Please give back, word for word, only the lines starting at the one containing "self.balance = balance;" and ending at the one containing "pub fn check(&self, request: &WithdrawalRequest)" within the material below.

## SUPPLIED DATA:
»»

//! Pre-flight validation of the withdrawal form.
//!
//! Everything here is synchronous and local. A request that fails validation
//! never reaches the network.

use crate::{
    fee::format_kes,
    types::{AmountLimits, WithdrawalMethod},
};
use regex::Regex;
use rust_decimal::Decimal;
use std::sync::LazyLock;
use thiserror::Error;

static PHONE_NUMBER: LazyLock<Regex> =
    LazyLock::new(|| Regex::new(r"^[0-9]{10}$").expect("Invalid phone number regex"));

fn kes(amount: &Decimal) -> String {
    format_kes(*amount)
}

#[derive(Error, Debug, Clone, PartialEq, Eq)]
pub enum ValidationError {
    /// Amount missing, not positive, or outside the configured limits
    #[error("Amount must be between {} and {}", kes(.min), kes(.max))]
    InvalidAmount { min: Decimal, max: Decimal },

    /// Bank withdrawal without account name, account number or bank
    #[error("Please fill all bank details")]
    MissingBankDetails,

    /// Mobile money withdrawal without a 10-digit phone number
    #[error("Enter a valid 10-digit mobile money number")]
    InvalidPhone,

    /// Amount exceeds the locally tracked balance
    #[error("Available: {}", kes(.available))]
    InsufficientBalance { available: Decimal },
}

impl ValidationError {
    /// Short headline for the notification banner.
    pub const fn title(&self) -> &'static str {
        match self {
            Self::InvalidAmount { .. } => "Invalid Amount",
            Self::MissingBankDetails => "Missing Details",
            Self::InvalidPhone => "Invalid Phone",
            Self::InsufficientBalance { .. } => "Insufficient Balance",
        }
    }

    /// Stable label for logs and metrics.
    pub const fn reason(&self) -> &'static str {
        match self {
            Self::InvalidAmount { .. } => "invalid_amount",
            Self::MissingBankDetails => "missing_bank_details",
            Self::InvalidPhone => "invalid_phone",
            Self::InsufficientBalance { .. } => "insufficient_balance",
        }
    }
}

/// Raw withdrawal form contents.
///
/// Only the detail fields matching `method` are inspected.
#[derive(Debug, Clone, Default, PartialEq, Eq)]
pub struct WithdrawalRequest {
    pub amount: Option<Decimal>,
    pub method: WithdrawalMethod,
    pub account_name: String,
    pub account_number: String,
    pub bank_identifier: String,
    pub phone_number: String,
}

/// Where a validated withdrawal is paid out to.
#[derive(Debug, Clone, PartialEq, Eq)]
pub enum Destination {
    Bank {
        account_name: String,
        account_number: String,
        bank_identifier: String,
    },
    MobileMoney {
        phone_number: String,
    },
}

impl Destination {
    pub const fn method(&self) -> WithdrawalMethod {
        match self {
            Self::Bank { .. } => WithdrawalMethod::Bank,
            Self::MobileMoney { .. } => WithdrawalMethod::MobileMoney,
        }
    }
}

/// A withdrawal that passed validation and may be submitted.
#[derive(Debug, Clone, PartialEq, Eq)]
pub struct Withdrawal {
    pub amount: Decimal,
    pub destination: Destination,
}

impl Withdrawal {
    pub const fn method(&self) -> WithdrawalMethod {
        self.destination.method()
    }
}

/// Validates withdrawal requests against amount limits and an optional
/// locally tracked balance.
#[derive(Debug, Clone, Copy)]
pub struct Validator {
    limits: AmountLimits,
    balance: Option<Decimal>,
}

impl Validator {
    pub const fn new(limits: AmountLimits) -> Self {
        Self {
            limits,
            balance: None,
        }
    }

    /// Also reject amounts above this balance.
    pub const fn with_balance(mut self, balance: Option<Decimal>) -> Self {
        self.balance = balance;
        self
    }

    pub fn validate(&self, request: &WithdrawalRequest) -> Result<(), ValidationError> {
        self.check(request).map(|_| ())
    }

    /// Validate and convert into a [`Withdrawal`].
    ///
    /// Checks run in order: amount, method details, balance.
    pub fn check(&self, request: &WithdrawalRequest) -> Result<Withdrawal, ValidationError> {
        let amount = check_amount(request.amount, &self.limits)?;

        let destination = match request.method {
            WithdrawalMethod::Bank => {
                let account_name = request.account_name.trim();
                let account_number = request.account_number.trim();
                let bank_identifier = request.bank_identifier.trim();

                if account_name.is_empty() || account_number.is_empty() || bank_identifier.is_empty()
                {
                    return Err(ValidationError::MissingBankDetails);
                }

                Destination::Bank {
                    account_name: account_name.to_string(),
                    account_number: account_number.to_string(),
                    bank_identifier: bank_identifier.to_string(),
                }
            }
            WithdrawalMethod::MobileMoney => {
                if !PHONE_NUMBER.is_match(&request.phone_number) {
                    return Err(ValidationError::InvalidPhone);
                }

                Destination::MobileMoney {
                    phone_number: request.phone_number.clone(),
                }
            }
        };

        if let Some(available) = self.balance {
            if amount > available {
                return Err(ValidationError::InsufficientBalance { available });
            }
        }

        Ok(Withdrawal {
            amount,
            destination,
        })
    }
}

/// Check that an amount is present, positive and within `limits`.
pub fn check_amount(
    amount: Option<Decimal>,
    limits: &AmountLimits,
) -> Result<Decimal, ValidationError> {
    let invalid = || ValidationError::InvalidAmount {
        min: limits.min,
        max: limits.max,
    };

    let amount = amount.ok_or_else(invalid)?;
    if amount <= Decimal::ZERO || !limits.contains(amount) {
        return Err(invalid());
    }

    Ok(amount)
}
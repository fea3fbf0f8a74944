use clap::Parser;
use config::ProfileType;
use controller::{
    build_controller,
    config::{Config, DEFAULT_BACKEND_URL},
    init_tracing,
    metrics::install_prometheus_exporter,
    session::{run, HELP},
    terminal::TerminalRenderer,
};
use tokio::io::BufReader;
use tracing::{info, warn};

#[derive(Parser)]
#[command(name = "payout")]
#[command(about = "Interactive withdrawal and deposit form")]
struct Cli {
    /// Path to the configuration file
    #[arg(short, long)]
    config: Option<String>,

    /// Base url of the payment backend, overrides the file
    #[arg(long, env = "PAYOUT_BACKEND_URL")]
    backend_url: Option<String>,

    /// Profile to use when no configuration file is given
    #[arg(long, value_parser = parse_profile)]
    profile: Option<ProfileType>,

    /// Emit logs as JSON
    #[arg(long)]
    log_json: bool,

    /// Serve Prometheus metrics on this port
    #[arg(long)]
    metrics_port: Option<u16>,
}

fn parse_profile(s: &str) -> Result<ProfileType, String> {
    match s {
        "demo" | "demo_wallet" | "demo-wallet" => Ok(ProfileType::DemoWallet),
        "gateway" => Ok(ProfileType::Gateway),
        "checkout" => Ok(ProfileType::Checkout),
        other => Err(format!("unknown profile: {other}")),
    }
}

#[tokio::main]
async fn main() -> eyre::Result<()> {
    let cli = Cli::parse();
    init_tracing(cli.log_json);

    info!("Starting payout form");

    let mut config = match &cli.config {
        Some(path) => {
            info!("Loading config: {}", path);
            Config::from_file(path)?
        }
        None => Config::new(DEFAULT_BACKEND_URL, ProfileType::DemoWallet),
    };
    if let Some(url) = cli.backend_url {
        config.backend_url = url;
    }
    if let Some(profile) = cli.profile {
        config.profile = profile;
    }

    if let Some(port) = cli.metrics_port {
        install_prometheus_exporter(port)?;
        info!(port, "Metrics exporter listening");
    }

    let frontend = config.frontend_config()?;
    let deposits_enabled = frontend.deposits_enabled;
    let mut controller = build_controller(&config.backend_url, frontend, TerminalRenderer::stdout())?;

    if let Err(e) = controller.load_banks().await {
        warn!(error = %e, "Starting without a bank list");
    }
    if let Err(e) = controller.refresh_balance().await {
        warn!(error = %e, "Starting without a balance");
    }

    println!("{HELP}");
    if !deposits_enabled {
        println!("(deposits are disabled in this profile)");
    }

    tokio::select! {
        result = run(&mut controller, BufReader::new(tokio::io::stdin())) => result?,
        _ = tokio::signal::ctrl_c() => info!("Interrupted"),
    }

    info!(
        records = controller.state().history.len(),
        "Payout form closed"
    );
    Ok(())
}
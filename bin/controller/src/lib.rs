pub mod config;
pub mod controller;
pub mod form;
pub mod metrics;
pub mod notification;
pub mod session;
pub mod terminal;
pub mod view;

use ::config::FrontendConfig;
use client::{create_backend, HttpBackend};
use controller::FormController;
use std::time::Duration;
use tracing::info;
use view::Renderer;

/// Connect a controller to the backend at `backend_url`.
pub fn build_controller<R: Renderer>(
    backend_url: &str,
    frontend: FrontendConfig,
    renderer: R,
) -> eyre::Result<FormController<HttpBackend, R>> {
    let backend = create_backend(
        backend_url,
        frontend.endpoints.clone(),
        Duration::from_secs(frontend.request_timeout_secs),
    )?;

    info!(
        backend = %backend.base_url(),
        profile = ?frontend.profile,
        wire_format = ?frontend.wire_format,
        "Payout controller ready"
    );

    Ok(FormController::new(frontend, backend, renderer))
}

/// Install the global tracing subscriber.
///
/// Filtering follows `RUST_LOG`, defaulting to `info`.
pub fn init_tracing(json: bool) {
    let filter = tracing_subscriber::EnvFilter::try_from_default_env()
        .unwrap_or_else(|_| tracing_subscriber::EnvFilter::new("info"));

    if json {
        tracing_subscriber::fmt()
            .json()
            .with_env_filter(filter)
            .with_writer(std::io::stderr)
            .init();
    } else {
        tracing_subscriber::fmt()
            .with_env_filter(filter)
            .with_writer(std::io::stderr)
            .init();
    }
}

««

## RESULT:
        self.balance = balance;
        self
    }

    pub fn validate(&self, request: &WithdrawalRequest) -> Result<(), ValidationError> {
        self.check(request).map(|_| ())
    }

    /// Validate and convert into a [`Withdrawal`].
    ///
    /// Checks run in order: amount, method details, balance.
    pub fn check(&self, request: &WithdrawalRequest) -> Result<Withdrawal, ValidationError> {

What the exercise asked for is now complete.